Impedirmi di comprarla, la fila di sedie, è mossa recessiva, austera, che aumenta la disoccupazione, giovanile e non, che Draghi dice di voler combattere. E rende meno svegli i miei studenti (sperabilmente quando vengono alle mie lezioni imparano qualcosa di utile).

Certo se quella fila di sedie la compro a 100 quando potrei comprarla a 80, ciò implica che 20% di quella spesa non genera più occupazione, ma solo sprechi, che arricchiscono il produttore di sedie a scapito del contribuente. Non c’è maggiore occupazione di falegnami dovuta a quei 20, e gli studenti non diventano più intelligenti avendo l’università pagato 20 euro in più.

Sono quei  20 euro che Draghi dovrebbe precisare che vuole tagliare. E che vanno tagliati. Non gli 80.

*

Ma Damiano e Massimiliano, due lettori, non sono contenti. Vogliono sapere cosa è questa storia degli sprechi, dove sono, se non è la “solita balla”.

E allora prendiamo i dati. Ci sono i dati Istat-Ministero Economia e Finanze, le famose indagini conoscitive, incredibile strumento di rilevazione degli sprechi, lasciato a se stesso da chi forse non ha interesse a identificare gli sprechi. Lì Damiano e Massimiliano possono trovare contezza degli sprechi.

E’ da quei dati che nasce l’incredibile lavoro dei tre economisti italiani, Bandiera, Prat e Valletti sull’American Economic Review (la rivista più prestigiosa al mondo per gli economisti), che quei dati usano, dove scrivono che:

“Quanto spreco negli acquisti di beni e servizi potrebbe essere eliminato nel portare “il peggiore al livello del migliore? … Se tutte le stazioni appaltanti dovessero pagare gli stessi prezzi della decima migliore su cento, la spesa scenderebbe del 21%. .. Dato che le spese di beni e servizi sono l’8% del PIL, se gli acquisti ricompresi nel nostro campione fossero rappresentativi di tutti gli acqusiti di beni e servizi, i risparmi andrebbero dall’1,6% al 2,1% di PIL!”

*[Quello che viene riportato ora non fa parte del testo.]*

// Label texts for the window.
use crate::analyzer::selection::PointDetail;
use crate::analyzer::summary::SummaryStats;
use chrono::{DateTime, Utc};

pub const MIN_PLACEHOLDER: &str = "Minimum: ";
pub const MAX_PLACEHOLDER: &str = "Maximum: ";
pub const DETAILS_PLACEHOLDER: &str = "Stock Details: ";
pub const EMPTY_SYMBOL: &str = "Please enter a stock symbol";

pub fn day(date: DateTime<Utc>) -> String {
    date.format("%Y-%m-%d").to_string()
}

pub fn minimum(stats: &SummaryStats) -> String {
    format!("Minimum: {:.2} USD (on {})", stats.min_close, day(stats.min_date))
}

pub fn maximum(stats: &SummaryStats) -> String {
    format!("Maximum: {:.2} USD (on {})", stats.max_close, day(stats.max_date))
}

pub fn details(stats: &SummaryStats) -> String {
    format!(
        "Opening Price: {:.2} USD\nClosing Price: {:.2} USD\nAdjusted Close: {:.2} USD\nVolume: {}",
        stats.opening_price, stats.closing_price, stats.adjusted_close, stats.total_volume
    )
}

pub fn point(detail: &PointDetail) -> String {
    format!(
        "Selected Date: {}\nPrice: {:.2} USD\nOpening Price: {:.2} USD\nClosing Price: {:.2} USD\nVolume: {}",
        day(detail.date),
        detail.close,
        detail.open,
        detail.close,
        detail.volume
    )
}

pub fn chart_title(symbol: &str) -> String {
    format!("Stock Price Forecast for {}", symbol)
}

#[cfg(test)]
mod tests {
    use super::*;
    use chrono::TimeZone;

    fn stats() -> SummaryStats {
        SummaryStats {
            min_close: 181.914,
            min_date: Utc.with_ymd_and_hms(2024, 1, 4, 14, 30, 0).unwrap(),
            max_close: 185.6,
            max_date: Utc.with_ymd_and_hms(2024, 1, 2, 14, 30, 0).unwrap(),
            opening_price: 187.15,
            closing_price: 181.18,
            adjusted_close: 180.5,
            total_volume: 154472300,
        }
    }

    #[test]
    fn extremes_show_price_and_day() {
        assert_eq!(minimum(&stats()), "Minimum: 181.91 USD (on 2024-01-04)");
        assert_eq!(maximum(&stats()), "Maximum: 185.60 USD (on 2024-01-02)");
    }

    #[test]
    fn details_block() {
        assert_eq!(
            details(&stats()),
            "Opening Price: 187.15 USD\nClosing Price: 181.18 USD\nAdjusted Close: 180.50 USD\nVolume: 154472300"
        );
    }

    #[test]
    fn selected_point_block() {
        let detail = PointDetail {
            date: Utc.with_ymd_and_hms(2024, 1, 3, 14, 30, 0).unwrap(),
            close: 184.25,
            open: 184.22,
            volume: 58414500,
        };
        assert_eq!(
            point(&detail),
            "Selected Date: 2024-01-03\nPrice: 184.25 USD\nOpening Price: 184.22 USD\nClosing Price: 184.25 USD\nVolume: 58414500"
        );
    }

    #[test]
    fn title_names_the_symbol() {
        assert_eq!(chart_title("NVDA"), "Stock Price Forecast for NVDA");
    }
}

A cui andrebbero sommati gli sprechi non tanto dovuti ai prezzi ma alle eccessive quantità acquistate. 3% di PIL? Certamente. 50 miliardi di euro. Risparmi. Da usare per farci spesa vera.

Eccolo un esempio per Damiano e Massimiliano (ma sui dati Istat tanti altri esempi sono rintracciabili).  Le fotocopiatrici, a noleggio.

In blu i prezzi spuntati dalla centrale d’acquisto Consip, in verde i prezzi medi delle altre amministrazioni, decisamente maggiori. Perché sono stati autorizzati questi acquisti in verde? Chi ha controllato?

Non sono un tifoso della centralizzazione (anche perché impediremmo a qualcuno di riuscire a comprare a prezzi migliori di Consip, oltre a mettere in difficoltà tante PMI) , ma dell’analisi centralizzata dei dati in tempo reale e dei controlli capillari della qualità delle forniture e dei lavori, sì.

Un incredibile volano di sviluppo, le risorse derivanti dall’individuazione degli sprechi. Che aspettiamo? Ditemelo voi.